The private equity fever has gripped the JSE in a slightly different guise this year. Remgro, the investment holding company established in the 1940s, had a portfolio 20 years ago dominated by British American Tobacco. The latest disclosed net asset value for Remgro now has Mediclinic as its largest investment.  Remgro is now leading a consortium bidding to take over Mediclinic, offering a 35% premium on the pre-offer price.  Mediclinic is a global hospital group that has expanded its footprint in the Middle East, Switzerland and the United Kingdom. Perhaps more surprising is that Remgro managed to enlist MSC, the global shipping company as part of its consortium. Another investment holding company, PSG, has decided on a different route by unbundling its listed holdings and going private. In this case, the company made the rational decision to unlock value by collapsing the group holding structure.

It is indeed becoming a trend to see global companies sniffing around our bourses for potential acquisition targets. I recall Warren Buffet being quizzed during my only ever visit to Omaha as to whether he would be interested in buying a South African company and him picking out Massmart. Of course, Buffett was a large investor in Walmart and Massmart was on the radar of the US retail giant in 2010 when they tried to make a bid for the whole group. More recently, Walmart made an offer to grab the shares it didn’t control after the local retailer fell on hard times. Ironically, Buffet has since exited Walmart, which has seen its home market share decimated by Amazon. Another Fortune 500 behemoth, Prudential Financial, acquired earlier this year a 15% stake in Alexander Forbes to further bolster its African footprint. The group itself was bought out by a private equity consortium in 2006, only to come back to the JSE in 2014. We may well see history repeating itself soon.
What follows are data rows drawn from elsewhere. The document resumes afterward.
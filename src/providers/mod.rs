pub mod gemini;
pub mod groq;
mod http_errors;

use thiserror::Error;

/// Failure kinds at the remote model boundary.
///
/// Classification happens where the HTTP call is made, from status codes
/// and transport error types, so callers can pick a user-facing reply per
/// kind without inspecting raw error text.
#[derive(Debug, Clone, Error)]
pub enum ModelError {
    #[error("model API authentication failed: {0}")]
    Auth(String),

    #[error("model API quota or rate limit exhausted: {0}")]
    Quota(String),

    #[error("model request timed out after {0}s")]
    Timeout(u64),

    #[error("model request failed: {0}")]
    Other(String),
}
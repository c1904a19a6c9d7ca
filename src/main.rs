use anyhow::Result;

#[tokio::main]
async fn main() -> Result<()> {
    crumb::run().await
}
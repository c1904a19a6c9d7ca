use reqwest::Client;
use serde::{Deserialize, Serialize};
use std::time::Duration;
use tracing::{debug, warn};

use crate::config::Config;
use crate::model::Message;
use crate::providers::http_errors::{classify_request_error, classify_status};
use crate::providers::ModelError;

const DEFAULT_BASE_URL: &str = "https://api.groq.com";

#[derive(Debug, Serialize)]
struct ChatCompletionRequest {
    model: String,
    temperature: f32,
    messages: Vec<ChatMessage>,
}

#[derive(Debug, Serialize)]
struct ChatMessage {
    role: String,
    content: String,
}

#[derive(Debug, Deserialize)]
struct ChatCompletionResponse {
    #[serde(default)]
    choices: Vec<Choice>,
}

#[derive(Debug, Deserialize)]
struct Choice {
    message: ChoiceMessage,
}

#[derive(Debug, Deserialize)]
struct ChoiceMessage {
    #[serde(default)]
    content: String,
}

fn completions_url(base_url: Option<&str>) -> String {
    format!(
        "{}/openai/v1/chat/completions",
        base_url.unwrap_or(DEFAULT_BASE_URL).trim_end_matches('/')
    )
}

fn to_chat_messages(messages: &[Message]) -> Vec<ChatMessage> {
    messages
        .iter()
        .map(|msg| ChatMessage {
            role: msg.role.as_str().to_string(),
            content: msg.content.clone(),
        })
        .collect()
}

pub async fn chat(
    client: &Client,
    cfg: &Config,
    messages: &[Message],
) -> Result<String, ModelError> {
    let api_key = cfg
        .groq_api_key
        .as_deref()
        .ok_or_else(|| ModelError::Auth("GROQ_API_KEY is not set".to_string()))?;

    let api_url = completions_url(cfg.model_base_url.as_deref());
    let body = ChatCompletionRequest {
        model: cfg.model.clone(),
        temperature: cfg.temperature,
        messages: to_chat_messages(messages),
    };
    debug!(
        api_url = %api_url,
        model = %cfg.model,
        message_count = messages.len(),
        "sending groq chat request"
    );

    let response = client
        .post(&api_url)
        .bearer_auth(api_key)
        .timeout(Duration::from_secs(cfg.model_timeout_secs))
        .json(&body)
        .send()
        .await
        .map_err(|err| {
            warn!(api_url = %api_url, model = %cfg.model, error = %err, "groq request failed");
            classify_request_error(err, &api_url, cfg.model_timeout_secs)
        })?;

    let status = response.status();
    if !status.is_success() {
        let response_body = response
            .text()
            .await
            .unwrap_or_else(|_| "<failed to read response body>".to_string());
        warn!(
            api_url = %api_url,
            model = %cfg.model,
            status = %status,
            response_body_len = response_body.len(),
            "groq returned non-success status"
        );
        return Err(classify_status(status, &response_body, &api_url));
    }

    let parsed: ChatCompletionResponse = response
        .json()
        .await
        .map_err(|err| ModelError::Other(format!("failed to parse groq response: {err}")))?;

    let text = parsed
        .choices
        .into_iter()
        .next()
        .map(|choice| choice.message.content)
        .unwrap_or_default();

    if text.is_empty() {
        return Err(ModelError::Other(
            "groq response contained no choices".to_string(),
        ));
    }

    debug!(model = %cfg.model, response_len = text.len(), "received groq chat response");
    Ok(text)
}
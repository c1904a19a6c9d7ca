pub mod assistant;
pub mod chunk;
pub mod config;
pub mod content;
pub mod logging;
pub mod model;
pub mod prompt;
pub mod providers;
pub mod repl;

use anyhow::{Context, Result};
use reqwest::Client;
use std::env;
use tracing::info;

use assistant::Assistant;
use config::Config;
use repl::run_repl;

pub async fn run() -> Result<()> {
    dotenvy::dotenv().ok();
    logging::init();

    let cfg = Config::from_env();
    info!(
        provider = %cfg.model_provider,
        model = %cfg.model,
        source_urls = cfg.source_urls.len(),
        "loaded runtime configuration"
    );

    let client = Client::builder()
        .build()
        .context("Failed to initialize HTTP client")?;

    let args: Vec<String> = env::args().skip(1).collect();
    if args.is_empty() {
        run_repl(&client, &cfg).await
    } else {
        let mut assistant = Assistant::new(&client, &cfg);
        let question = args.join(" ");
        if let Some(answer) = assistant.run_turn(&question).await {
            println!("{}", answer.trim());
        }
        Ok(())
    }
}
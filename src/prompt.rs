//! Builds the message list submitted to the chat-completion API.

use crate::model::{Message, MessageRole};

/// Combine the instruction template with the capped website context into
/// the session's single system message body.
pub fn system_text(instructions: &str, context: &str) -> String {
    format!("{instructions}\n\nWebsite content:\n{context}")
}

/// Assemble `[system, prior exchange…, user(question)]`.
///
/// Exactly one system message sits at index 0 regardless of history length;
/// any stray system entries in the history are dropped rather than repeated.
pub fn assemble(system_text: &str, history: &[Message], question: &str) -> Vec<Message> {
    let mut messages = Vec::with_capacity(history.len() + 2);
    messages.push(Message::system(system_text));
    messages.extend(
        history
            .iter()
            .filter(|msg| msg.role != MessageRole::System)
            .cloned(),
    );
    messages.push(Message::user(question));
    messages
}

#[cfg(test)]
mod tests {
    use super::{assemble, system_text};
    use crate::model::{Message, MessageRole};

    fn system_count(messages: &[Message]) -> usize {
        messages
            .iter()
            .filter(|msg| msg.role == MessageRole::System)
            .count()
    }

    #[test]
    fn system_text_includes_context_verbatim() {
        let context = "Datacrumbs is an educational platform offering bootcamps.";
        let text = system_text("You are the Datacrumbs assistant.", context);
        assert!(text.contains(context));
        assert!(text.starts_with("You are the Datacrumbs assistant."));
    }

    #[test]
    fn assembled_list_starts_with_single_system_message() {
        let history = vec![
            Message::user("first question"),
            Message::assistant("first answer"),
        ];
        let messages = assemble("instructions", &history, "second question");

        assert_eq!(messages[0].role, MessageRole::System);
        assert_eq!(system_count(&messages), 1);
        assert_eq!(messages.len(), 4);
        assert_eq!(messages.last().unwrap().content, "second question");
        assert_eq!(messages.last().unwrap().role, MessageRole::User);
    }

    #[test]
    fn assemble_with_empty_history_has_system_then_question() {
        let messages = assemble("instructions", &[], "q");
        assert_eq!(messages.len(), 2);
        assert_eq!(messages[0].role, MessageRole::System);
        assert_eq!(messages[1].role, MessageRole::User);
    }

    #[test]
    fn stray_system_entries_in_history_are_dropped() {
        let history = vec![
            Message::system("stale system entry"),
            Message::user("q1"),
            Message::assistant("a1"),
        ];
        let messages = assemble("fresh instructions", &history, "q2");

        assert_eq!(system_count(&messages), 1);
        assert_eq!(messages[0].content, "fresh instructions");
    }

    #[test]
    fn long_history_still_keeps_system_at_index_zero() {
        let mut history = Vec::new();
        for i in 0..50 {
            history.push(Message::user(format!("q{i}")));
            history.push(Message::assistant(format!("a{i}")));
        }
        let messages = assemble("instructions", &history, "final");
        assert_eq!(messages[0].role, MessageRole::System);
        assert_eq!(system_count(&messages), 1);
        assert_eq!(messages.len(), 102);
    }
}
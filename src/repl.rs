use anyhow::{Context, Result};
use reqwest::Client;
use std::io::{self, Write};

use crate::assistant::Assistant;
use crate::config::Config;
use crate::model::Message;

pub async fn run_repl(client: &Client, cfg: &Config) -> Result<()> {
    let mut assistant = Assistant::new(client, cfg);

    println!("crumb site assistant");
    println!("model: {} ({})", cfg.model, cfg.model_provider);
    if let Some(welcome) = assistant.greeting() {
        println!("{welcome}");
    }
    println!("type a question, '/history' to inspect the conversation, '/reset' to start over, or 'exit' to quit");

    loop {
        print!("> ");
        io::stdout().flush().context("Failed to flush stdout")?;

        let mut input = String::new();
        let read = io::stdin()
            .read_line(&mut input)
            .context("Failed to read stdin")?;
        if read == 0 {
            break;
        }

        let question = input.trim();
        if question.is_empty() {
            continue;
        }
        if question.eq_ignore_ascii_case("exit") || question.eq_ignore_ascii_case("quit") {
            break;
        }
        if question.eq_ignore_ascii_case("/reset") {
            assistant.reset();
            println!("conversation reset\n");
            continue;
        }
        if question.eq_ignore_ascii_case("/history") {
            print_history(assistant.transcript());
            continue;
        }

        if let Some(answer) = assistant.run_turn(question).await {
            println!("{answer}\n");
        }
    }

    Ok(())
}

fn print_history(history: &[Message]) {
    if history.is_empty() {
        println!("(history is empty)\n");
        return;
    }

    for (idx, msg) in history.iter().enumerate() {
        println!("[{}] {}: {}", idx, msg.role.as_str(), msg.content);
    }
    println!();
}
//! Depth-driven stroke effects.

use std::fmt;
use std::str::FromStr;

use crate::error::{Result, TrailError};
use crate::gfx::palette::ColorTable;
use crate::gfx::surface::StrokeStyle;

/// How the depth byte of a segment changes the stroke.
#[derive(Debug, Clone, Copy, PartialEq, Eq, Hash, Default)]
pub enum DepthEffect {
    /// Leave the stroke as it is
    None,
    /// Width proportional to depth
    Width,
    /// Colour looked up from the palette table
    Color,
    /// Both width and colour
    #[default]
    WidthColor,
}

impl DepthEffect {
    pub const CATEGORY: &'static str = "depth effect";

    pub const ALL: [DepthEffect; 4] = [
        DepthEffect::None,
        DepthEffect::Width,
        DepthEffect::Color,
        DepthEffect::WidthColor,
    ];

    pub fn name(self) -> &'static str {
        match self {
            DepthEffect::None => "none",
            DepthEffect::Width => "width",
            DepthEffect::Color => "color",
            DepthEffect::WidthColor => "width+color",
        }
    }

    pub fn affects_width(self) -> bool {
        matches!(self, DepthEffect::Width | DepthEffect::WidthColor)
    }

    pub fn affects_color(self) -> bool {
        matches!(self, DepthEffect::Color | DepthEffect::WidthColor)
    }

    /// Updates `style` for a segment at `depth`.
    ///
    /// Fields this effect does not touch keep whatever the previous segment
    /// left in them.
    pub fn apply(self, depth: u8, width_factor: f64, table: &ColorTable, style: &mut StrokeStyle) {
        if self.affects_width() {
            style.width = depth as f64 / width_factor;
        }
        if self.affects_color() {
            style.color = table.get(depth);
        }
    }
}

impl fmt::Display for DepthEffect {
    fn fmt(&self, f: &mut fmt::Formatter<'_>) -> fmt::Result {
        f.write_str(self.name())
    }
}

impl FromStr for DepthEffect {
    type Err = TrailError;

    fn from_str(s: &str) -> Result<Self> {
        DepthEffect::ALL
            .into_iter()
            .find(|e| e.name() == s)
            .ok_or_else(|| TrailError::UnknownStrategy {
                category: Self::CATEGORY,
                name: s.to_string(),
            })
    }
}

#[cfg(test)]
mod tests {
    use super::*;
    use crate::gfx::palette::Palette;
    use crate::gfx::surface::Color;
    use rand::{rngs::StdRng, SeedableRng};

    fn gray_table() -> ColorTable {
        ColorTable::build(Palette::Gray, &mut StdRng::seed_from_u64(0))
    }

    #[test]
    fn test_none_leaves_style() {
        let mut style = StrokeStyle::default();
        DepthEffect::None.apply(100, 50.0, &gray_table(), &mut style);
        assert_eq!(style, StrokeStyle::default());
    }

    #[test]
    fn test_width() {
        let mut style = StrokeStyle::default();
        DepthEffect::Width.apply(255, 50.0, &gray_table(), &mut style);
        assert!((style.width - 5.1).abs() < 1e-12);
        assert_eq!(style.color, Color::WHITE);
    }

    #[test]
    fn test_color() {
        let mut style = StrokeStyle::default();
        DepthEffect::Color.apply(40, 50.0, &gray_table(), &mut style);
        assert_eq!(style.color, Color::rgb(40, 40, 40));
        assert_eq!(style.width, 1.0);
    }

    #[test]
    fn test_width_and_color() {
        let mut style = StrokeStyle::default();
        DepthEffect::WidthColor.apply(100, 50.0, &gray_table(), &mut style);
        assert_eq!(style.width, 2.0);
        assert_eq!(style.color, Color::rgb(100, 100, 100));
    }

    #[test]
    fn test_names_round_trip() {
        for effect in DepthEffect::ALL {
            assert_eq!(effect.name().parse::<DepthEffect>().unwrap(), effect);
        }
        assert_eq!(DepthEffect::default(), DepthEffect::WidthColor);
    }
}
The reasons for a company exiting our local bourses are often nuanced. Some of the companies have struggled to survive in a moribund economy and have either closed their doors or shrunk to such an extent that they have preferred to move out of the public eye. Others, however, are seen as prized assets with solid growth potential, which have attracted both local and offshore corporate buyers. It may become harder to “keep up with the Kardashians” if the treasure trove of private equity currency comes looking on our shores. As investors in many of the above stocks, we also bemoan the fact that our investment universe is shrinking, but as long as buyers are willing to pay a fair price for these assets and invest in the growth of these businesses, all may not be lost for SA Inc after all.